(Extracted records)
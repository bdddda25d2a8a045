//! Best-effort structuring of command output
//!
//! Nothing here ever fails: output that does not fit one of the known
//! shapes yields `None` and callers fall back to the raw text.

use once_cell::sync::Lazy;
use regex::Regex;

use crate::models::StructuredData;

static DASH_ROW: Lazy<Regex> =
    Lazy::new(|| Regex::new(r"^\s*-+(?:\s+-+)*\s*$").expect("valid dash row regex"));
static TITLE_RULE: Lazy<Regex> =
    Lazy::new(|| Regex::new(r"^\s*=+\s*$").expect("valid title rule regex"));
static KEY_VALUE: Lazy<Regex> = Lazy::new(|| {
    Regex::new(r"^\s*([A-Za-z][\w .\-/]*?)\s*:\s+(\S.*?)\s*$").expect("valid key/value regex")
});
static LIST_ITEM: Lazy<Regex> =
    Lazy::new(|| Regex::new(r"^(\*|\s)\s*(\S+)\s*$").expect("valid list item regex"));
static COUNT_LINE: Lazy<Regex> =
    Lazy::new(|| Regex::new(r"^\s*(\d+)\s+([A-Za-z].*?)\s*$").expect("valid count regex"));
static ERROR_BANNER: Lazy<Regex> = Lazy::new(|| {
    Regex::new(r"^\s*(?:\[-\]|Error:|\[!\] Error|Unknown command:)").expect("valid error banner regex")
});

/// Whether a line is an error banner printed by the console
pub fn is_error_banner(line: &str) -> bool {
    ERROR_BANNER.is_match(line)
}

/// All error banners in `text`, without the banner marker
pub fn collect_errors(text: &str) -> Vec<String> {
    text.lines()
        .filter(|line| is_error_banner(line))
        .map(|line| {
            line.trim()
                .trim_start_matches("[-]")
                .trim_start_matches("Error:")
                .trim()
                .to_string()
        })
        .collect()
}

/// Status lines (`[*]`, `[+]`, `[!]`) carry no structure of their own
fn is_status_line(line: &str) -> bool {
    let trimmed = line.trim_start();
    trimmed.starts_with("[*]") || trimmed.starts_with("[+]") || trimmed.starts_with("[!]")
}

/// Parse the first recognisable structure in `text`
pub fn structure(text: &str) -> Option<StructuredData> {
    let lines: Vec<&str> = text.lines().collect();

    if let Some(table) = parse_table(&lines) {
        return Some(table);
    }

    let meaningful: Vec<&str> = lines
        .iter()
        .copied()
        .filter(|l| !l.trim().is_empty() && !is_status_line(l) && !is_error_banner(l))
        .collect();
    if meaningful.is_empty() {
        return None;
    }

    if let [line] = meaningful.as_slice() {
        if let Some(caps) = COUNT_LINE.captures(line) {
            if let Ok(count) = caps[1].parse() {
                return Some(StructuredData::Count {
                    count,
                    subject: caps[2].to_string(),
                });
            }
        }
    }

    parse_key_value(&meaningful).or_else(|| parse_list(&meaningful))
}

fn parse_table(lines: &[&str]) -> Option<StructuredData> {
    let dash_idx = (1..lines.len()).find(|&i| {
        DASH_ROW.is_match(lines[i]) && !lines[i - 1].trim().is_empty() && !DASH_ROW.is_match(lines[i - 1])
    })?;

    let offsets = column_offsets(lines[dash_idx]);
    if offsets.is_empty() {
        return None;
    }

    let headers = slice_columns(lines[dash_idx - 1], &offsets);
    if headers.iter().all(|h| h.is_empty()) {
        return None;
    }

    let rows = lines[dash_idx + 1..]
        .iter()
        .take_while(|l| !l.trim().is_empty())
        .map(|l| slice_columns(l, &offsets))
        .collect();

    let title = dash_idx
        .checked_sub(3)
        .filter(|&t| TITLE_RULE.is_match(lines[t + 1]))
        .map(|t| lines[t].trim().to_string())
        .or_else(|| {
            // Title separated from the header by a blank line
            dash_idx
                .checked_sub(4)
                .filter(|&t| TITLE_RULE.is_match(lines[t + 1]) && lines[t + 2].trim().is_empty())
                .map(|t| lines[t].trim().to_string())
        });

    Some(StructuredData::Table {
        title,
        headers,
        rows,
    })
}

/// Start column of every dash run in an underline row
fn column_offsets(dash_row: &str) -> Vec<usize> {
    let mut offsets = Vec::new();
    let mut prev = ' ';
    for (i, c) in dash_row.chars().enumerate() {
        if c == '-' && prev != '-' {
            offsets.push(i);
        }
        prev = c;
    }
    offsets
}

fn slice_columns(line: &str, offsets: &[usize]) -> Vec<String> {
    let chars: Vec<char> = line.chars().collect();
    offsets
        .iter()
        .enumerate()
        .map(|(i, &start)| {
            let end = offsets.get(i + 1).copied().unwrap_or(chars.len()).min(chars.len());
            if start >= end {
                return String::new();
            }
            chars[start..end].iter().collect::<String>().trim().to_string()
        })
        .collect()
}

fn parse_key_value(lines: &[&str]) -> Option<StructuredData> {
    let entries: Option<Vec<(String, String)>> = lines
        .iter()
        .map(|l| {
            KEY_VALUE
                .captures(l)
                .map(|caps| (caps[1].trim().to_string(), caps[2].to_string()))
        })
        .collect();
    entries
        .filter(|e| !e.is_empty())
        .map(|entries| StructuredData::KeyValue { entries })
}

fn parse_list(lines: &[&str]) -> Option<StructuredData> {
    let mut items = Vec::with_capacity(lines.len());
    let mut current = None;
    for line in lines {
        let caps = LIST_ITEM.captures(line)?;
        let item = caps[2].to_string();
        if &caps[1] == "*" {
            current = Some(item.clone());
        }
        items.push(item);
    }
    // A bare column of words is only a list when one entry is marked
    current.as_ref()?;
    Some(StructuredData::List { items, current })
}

---

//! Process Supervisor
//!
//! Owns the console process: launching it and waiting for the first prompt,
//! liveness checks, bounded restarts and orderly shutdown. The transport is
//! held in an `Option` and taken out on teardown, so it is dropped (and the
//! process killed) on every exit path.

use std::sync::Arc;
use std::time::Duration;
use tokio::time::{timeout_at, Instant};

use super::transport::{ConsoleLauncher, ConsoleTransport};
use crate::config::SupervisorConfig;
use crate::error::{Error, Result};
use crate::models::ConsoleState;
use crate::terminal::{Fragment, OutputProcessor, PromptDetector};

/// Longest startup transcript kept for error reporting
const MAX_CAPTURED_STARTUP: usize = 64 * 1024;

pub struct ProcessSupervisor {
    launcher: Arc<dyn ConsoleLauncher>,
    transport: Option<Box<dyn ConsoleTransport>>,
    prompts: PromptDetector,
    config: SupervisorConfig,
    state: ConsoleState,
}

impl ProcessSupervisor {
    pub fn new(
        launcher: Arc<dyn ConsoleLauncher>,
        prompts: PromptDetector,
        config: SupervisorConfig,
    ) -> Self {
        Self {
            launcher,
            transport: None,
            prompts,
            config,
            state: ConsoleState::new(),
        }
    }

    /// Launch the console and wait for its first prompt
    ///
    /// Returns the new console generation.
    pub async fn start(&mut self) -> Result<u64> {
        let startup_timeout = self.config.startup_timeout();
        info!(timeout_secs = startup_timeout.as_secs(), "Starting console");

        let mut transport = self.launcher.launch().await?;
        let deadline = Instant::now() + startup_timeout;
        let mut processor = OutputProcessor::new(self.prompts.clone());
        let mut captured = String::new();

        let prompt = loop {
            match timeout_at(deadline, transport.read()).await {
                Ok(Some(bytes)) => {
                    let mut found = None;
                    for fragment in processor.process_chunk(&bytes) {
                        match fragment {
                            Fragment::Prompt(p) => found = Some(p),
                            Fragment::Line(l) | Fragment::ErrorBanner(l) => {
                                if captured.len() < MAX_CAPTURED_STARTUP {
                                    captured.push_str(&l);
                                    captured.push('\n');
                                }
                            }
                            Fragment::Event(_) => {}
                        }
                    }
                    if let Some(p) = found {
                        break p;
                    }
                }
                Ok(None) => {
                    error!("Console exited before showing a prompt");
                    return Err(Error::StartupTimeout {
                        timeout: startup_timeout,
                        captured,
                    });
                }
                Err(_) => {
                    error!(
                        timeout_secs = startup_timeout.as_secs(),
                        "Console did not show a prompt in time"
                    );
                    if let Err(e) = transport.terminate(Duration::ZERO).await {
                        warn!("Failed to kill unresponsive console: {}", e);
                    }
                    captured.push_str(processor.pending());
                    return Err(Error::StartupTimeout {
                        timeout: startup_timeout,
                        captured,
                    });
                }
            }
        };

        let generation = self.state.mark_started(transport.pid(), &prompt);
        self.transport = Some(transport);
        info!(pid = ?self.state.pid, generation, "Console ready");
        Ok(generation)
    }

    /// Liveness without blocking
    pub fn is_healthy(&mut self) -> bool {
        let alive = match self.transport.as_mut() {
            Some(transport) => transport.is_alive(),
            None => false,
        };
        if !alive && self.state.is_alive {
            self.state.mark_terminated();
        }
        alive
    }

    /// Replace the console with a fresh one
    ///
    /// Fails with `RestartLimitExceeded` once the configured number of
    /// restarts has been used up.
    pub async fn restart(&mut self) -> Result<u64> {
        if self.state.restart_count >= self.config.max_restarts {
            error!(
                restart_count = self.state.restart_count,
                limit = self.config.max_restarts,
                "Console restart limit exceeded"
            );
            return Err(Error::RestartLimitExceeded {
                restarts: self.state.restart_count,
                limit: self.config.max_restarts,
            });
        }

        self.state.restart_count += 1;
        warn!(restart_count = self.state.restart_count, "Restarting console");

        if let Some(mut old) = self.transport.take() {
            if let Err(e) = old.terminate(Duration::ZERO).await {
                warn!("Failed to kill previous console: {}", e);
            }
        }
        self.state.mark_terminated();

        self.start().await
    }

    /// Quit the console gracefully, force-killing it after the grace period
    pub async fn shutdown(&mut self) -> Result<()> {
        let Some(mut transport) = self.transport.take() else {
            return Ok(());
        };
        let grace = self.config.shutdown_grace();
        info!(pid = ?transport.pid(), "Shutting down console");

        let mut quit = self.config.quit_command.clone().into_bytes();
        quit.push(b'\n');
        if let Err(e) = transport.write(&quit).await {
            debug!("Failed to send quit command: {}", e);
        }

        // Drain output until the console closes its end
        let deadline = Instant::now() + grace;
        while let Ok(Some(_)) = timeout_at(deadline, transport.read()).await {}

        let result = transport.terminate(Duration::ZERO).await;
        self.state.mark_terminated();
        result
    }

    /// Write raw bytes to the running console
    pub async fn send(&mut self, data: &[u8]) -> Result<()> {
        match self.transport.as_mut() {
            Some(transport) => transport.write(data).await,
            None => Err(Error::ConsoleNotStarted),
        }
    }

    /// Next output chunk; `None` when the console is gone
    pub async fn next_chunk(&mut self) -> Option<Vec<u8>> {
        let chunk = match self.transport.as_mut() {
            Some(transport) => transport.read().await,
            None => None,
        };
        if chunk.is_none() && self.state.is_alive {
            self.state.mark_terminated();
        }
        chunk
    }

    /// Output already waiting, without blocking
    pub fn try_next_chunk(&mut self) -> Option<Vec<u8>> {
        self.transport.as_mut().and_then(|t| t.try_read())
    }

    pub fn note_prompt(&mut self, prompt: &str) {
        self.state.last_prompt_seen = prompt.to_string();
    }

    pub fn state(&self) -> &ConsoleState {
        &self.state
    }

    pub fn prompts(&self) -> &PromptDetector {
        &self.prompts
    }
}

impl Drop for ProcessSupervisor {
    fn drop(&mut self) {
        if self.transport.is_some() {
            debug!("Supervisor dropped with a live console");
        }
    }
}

--

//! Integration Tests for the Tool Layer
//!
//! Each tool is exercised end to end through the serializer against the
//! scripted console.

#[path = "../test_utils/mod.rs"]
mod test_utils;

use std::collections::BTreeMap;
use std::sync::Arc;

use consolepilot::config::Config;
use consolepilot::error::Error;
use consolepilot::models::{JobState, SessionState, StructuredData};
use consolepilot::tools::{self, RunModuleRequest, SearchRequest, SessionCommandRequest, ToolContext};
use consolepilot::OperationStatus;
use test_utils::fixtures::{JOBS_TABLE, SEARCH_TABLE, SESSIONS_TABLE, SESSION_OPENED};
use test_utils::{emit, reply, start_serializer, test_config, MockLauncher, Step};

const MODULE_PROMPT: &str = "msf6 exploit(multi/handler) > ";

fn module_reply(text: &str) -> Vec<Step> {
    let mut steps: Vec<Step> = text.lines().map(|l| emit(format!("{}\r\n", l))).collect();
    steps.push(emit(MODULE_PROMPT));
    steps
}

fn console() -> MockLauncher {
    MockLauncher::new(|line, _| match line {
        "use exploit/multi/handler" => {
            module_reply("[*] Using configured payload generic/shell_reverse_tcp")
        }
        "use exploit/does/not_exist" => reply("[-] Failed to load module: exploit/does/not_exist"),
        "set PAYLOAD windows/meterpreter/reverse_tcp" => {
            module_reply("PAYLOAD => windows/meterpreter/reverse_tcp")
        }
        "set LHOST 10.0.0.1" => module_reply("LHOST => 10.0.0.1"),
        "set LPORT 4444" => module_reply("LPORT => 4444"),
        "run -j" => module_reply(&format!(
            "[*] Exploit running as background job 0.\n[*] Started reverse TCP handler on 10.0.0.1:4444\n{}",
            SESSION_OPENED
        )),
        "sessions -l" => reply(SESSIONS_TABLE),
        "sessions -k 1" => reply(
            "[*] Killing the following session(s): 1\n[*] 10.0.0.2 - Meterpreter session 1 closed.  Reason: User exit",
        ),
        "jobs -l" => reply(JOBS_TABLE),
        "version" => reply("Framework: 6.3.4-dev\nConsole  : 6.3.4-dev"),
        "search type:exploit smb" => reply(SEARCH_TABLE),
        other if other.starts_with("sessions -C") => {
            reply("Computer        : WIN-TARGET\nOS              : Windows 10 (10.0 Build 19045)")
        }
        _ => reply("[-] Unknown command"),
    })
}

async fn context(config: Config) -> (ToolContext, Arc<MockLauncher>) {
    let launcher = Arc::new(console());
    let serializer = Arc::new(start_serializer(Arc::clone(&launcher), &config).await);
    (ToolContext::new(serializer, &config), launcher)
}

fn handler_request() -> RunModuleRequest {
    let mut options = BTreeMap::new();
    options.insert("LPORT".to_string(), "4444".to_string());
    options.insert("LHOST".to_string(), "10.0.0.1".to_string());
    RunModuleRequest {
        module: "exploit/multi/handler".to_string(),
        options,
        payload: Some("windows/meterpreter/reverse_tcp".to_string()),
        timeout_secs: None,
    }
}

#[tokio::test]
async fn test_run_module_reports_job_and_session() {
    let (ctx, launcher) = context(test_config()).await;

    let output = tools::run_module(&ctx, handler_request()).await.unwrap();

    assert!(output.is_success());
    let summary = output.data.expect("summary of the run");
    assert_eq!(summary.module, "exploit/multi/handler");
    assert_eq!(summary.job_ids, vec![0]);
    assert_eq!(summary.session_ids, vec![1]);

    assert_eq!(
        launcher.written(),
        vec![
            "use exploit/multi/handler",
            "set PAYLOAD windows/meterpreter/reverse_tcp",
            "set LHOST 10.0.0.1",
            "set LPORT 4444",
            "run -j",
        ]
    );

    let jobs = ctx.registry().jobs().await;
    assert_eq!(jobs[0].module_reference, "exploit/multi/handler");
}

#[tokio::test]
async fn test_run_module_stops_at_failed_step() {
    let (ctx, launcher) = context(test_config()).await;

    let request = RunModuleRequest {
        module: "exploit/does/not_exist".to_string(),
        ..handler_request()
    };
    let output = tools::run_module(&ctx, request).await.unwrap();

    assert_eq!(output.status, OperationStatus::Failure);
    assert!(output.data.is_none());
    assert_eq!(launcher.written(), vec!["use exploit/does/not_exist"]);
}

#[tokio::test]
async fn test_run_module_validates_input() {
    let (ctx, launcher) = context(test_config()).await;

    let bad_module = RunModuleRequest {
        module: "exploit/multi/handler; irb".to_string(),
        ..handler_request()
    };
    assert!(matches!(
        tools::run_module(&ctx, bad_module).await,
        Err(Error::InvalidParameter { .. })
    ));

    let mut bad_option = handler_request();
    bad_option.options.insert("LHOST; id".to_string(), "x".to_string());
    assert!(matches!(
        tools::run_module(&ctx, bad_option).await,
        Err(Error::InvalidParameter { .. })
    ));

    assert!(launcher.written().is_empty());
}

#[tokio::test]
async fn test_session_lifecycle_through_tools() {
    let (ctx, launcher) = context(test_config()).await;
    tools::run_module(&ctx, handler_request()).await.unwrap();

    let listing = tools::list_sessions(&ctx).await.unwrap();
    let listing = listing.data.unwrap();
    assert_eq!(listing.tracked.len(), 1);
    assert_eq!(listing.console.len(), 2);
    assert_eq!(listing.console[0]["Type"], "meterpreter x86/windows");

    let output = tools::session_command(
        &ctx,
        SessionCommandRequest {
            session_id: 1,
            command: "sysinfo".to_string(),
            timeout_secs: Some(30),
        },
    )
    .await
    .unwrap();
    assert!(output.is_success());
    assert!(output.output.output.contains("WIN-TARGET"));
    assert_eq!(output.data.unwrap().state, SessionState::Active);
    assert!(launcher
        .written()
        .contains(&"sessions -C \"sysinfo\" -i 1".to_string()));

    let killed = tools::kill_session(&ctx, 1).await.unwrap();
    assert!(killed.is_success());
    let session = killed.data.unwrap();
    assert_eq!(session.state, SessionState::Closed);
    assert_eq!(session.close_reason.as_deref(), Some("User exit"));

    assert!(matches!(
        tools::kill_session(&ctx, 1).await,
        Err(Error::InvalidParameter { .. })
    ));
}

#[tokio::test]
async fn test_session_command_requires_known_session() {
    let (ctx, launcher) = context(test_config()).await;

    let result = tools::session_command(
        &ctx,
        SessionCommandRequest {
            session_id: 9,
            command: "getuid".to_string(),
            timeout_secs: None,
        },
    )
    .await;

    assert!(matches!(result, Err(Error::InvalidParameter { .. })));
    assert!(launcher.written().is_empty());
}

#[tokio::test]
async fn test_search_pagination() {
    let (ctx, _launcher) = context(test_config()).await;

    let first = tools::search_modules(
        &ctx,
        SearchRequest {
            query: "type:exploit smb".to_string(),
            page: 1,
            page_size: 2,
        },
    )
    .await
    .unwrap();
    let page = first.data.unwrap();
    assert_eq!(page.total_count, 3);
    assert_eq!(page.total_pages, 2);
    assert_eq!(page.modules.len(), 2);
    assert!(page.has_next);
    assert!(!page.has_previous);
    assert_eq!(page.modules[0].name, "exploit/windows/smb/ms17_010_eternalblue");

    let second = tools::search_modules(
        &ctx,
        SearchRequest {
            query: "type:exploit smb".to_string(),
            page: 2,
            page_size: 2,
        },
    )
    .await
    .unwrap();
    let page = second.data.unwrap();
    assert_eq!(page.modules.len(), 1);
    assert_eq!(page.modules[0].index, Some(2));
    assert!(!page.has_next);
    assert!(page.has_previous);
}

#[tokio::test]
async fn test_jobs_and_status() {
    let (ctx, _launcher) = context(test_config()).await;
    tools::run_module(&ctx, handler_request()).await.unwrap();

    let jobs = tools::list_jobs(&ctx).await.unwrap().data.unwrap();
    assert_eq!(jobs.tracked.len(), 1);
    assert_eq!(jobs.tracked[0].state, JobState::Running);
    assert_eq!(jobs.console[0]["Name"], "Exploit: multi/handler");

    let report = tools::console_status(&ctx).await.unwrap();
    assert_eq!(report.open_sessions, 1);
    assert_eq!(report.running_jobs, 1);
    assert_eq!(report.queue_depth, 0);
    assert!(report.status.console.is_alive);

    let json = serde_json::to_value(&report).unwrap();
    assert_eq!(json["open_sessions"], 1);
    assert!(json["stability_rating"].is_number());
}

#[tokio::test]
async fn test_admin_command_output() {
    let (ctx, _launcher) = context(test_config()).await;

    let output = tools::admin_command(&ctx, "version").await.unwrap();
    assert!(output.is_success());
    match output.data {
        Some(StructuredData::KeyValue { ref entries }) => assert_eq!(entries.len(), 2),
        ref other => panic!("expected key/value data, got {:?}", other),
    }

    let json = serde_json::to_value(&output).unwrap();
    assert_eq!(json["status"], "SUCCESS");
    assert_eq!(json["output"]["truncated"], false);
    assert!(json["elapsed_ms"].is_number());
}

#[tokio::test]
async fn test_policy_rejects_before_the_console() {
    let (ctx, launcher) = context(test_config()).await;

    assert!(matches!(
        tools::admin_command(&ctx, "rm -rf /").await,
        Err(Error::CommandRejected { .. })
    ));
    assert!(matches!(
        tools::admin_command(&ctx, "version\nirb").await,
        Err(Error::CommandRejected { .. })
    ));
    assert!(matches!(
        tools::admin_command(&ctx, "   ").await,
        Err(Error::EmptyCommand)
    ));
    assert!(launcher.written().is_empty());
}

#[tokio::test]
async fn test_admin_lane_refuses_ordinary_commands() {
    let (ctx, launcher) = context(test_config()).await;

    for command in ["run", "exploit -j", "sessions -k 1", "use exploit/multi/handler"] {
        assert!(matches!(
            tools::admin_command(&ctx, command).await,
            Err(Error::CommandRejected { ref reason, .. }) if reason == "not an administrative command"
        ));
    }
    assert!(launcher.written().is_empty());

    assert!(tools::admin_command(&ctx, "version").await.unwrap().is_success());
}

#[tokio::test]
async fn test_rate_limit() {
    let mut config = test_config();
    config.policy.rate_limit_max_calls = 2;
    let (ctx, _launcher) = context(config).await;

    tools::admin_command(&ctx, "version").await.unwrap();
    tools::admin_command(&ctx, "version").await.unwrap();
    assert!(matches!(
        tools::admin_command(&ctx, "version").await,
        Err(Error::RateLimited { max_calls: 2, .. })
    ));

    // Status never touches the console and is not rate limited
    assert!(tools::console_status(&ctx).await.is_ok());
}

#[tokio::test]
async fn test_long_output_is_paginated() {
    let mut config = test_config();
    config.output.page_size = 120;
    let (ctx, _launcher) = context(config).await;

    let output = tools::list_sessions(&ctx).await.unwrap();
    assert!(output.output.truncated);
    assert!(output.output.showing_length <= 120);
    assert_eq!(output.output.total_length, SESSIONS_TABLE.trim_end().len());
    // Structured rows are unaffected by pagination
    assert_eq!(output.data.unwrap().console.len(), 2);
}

EXERCISE.
Please find the lines in the data that contain the word "every" and copy them.

REPLY TO THE EXERCISE.
/// Start column of every dash run in an underline row
//! process killed) on every exit path.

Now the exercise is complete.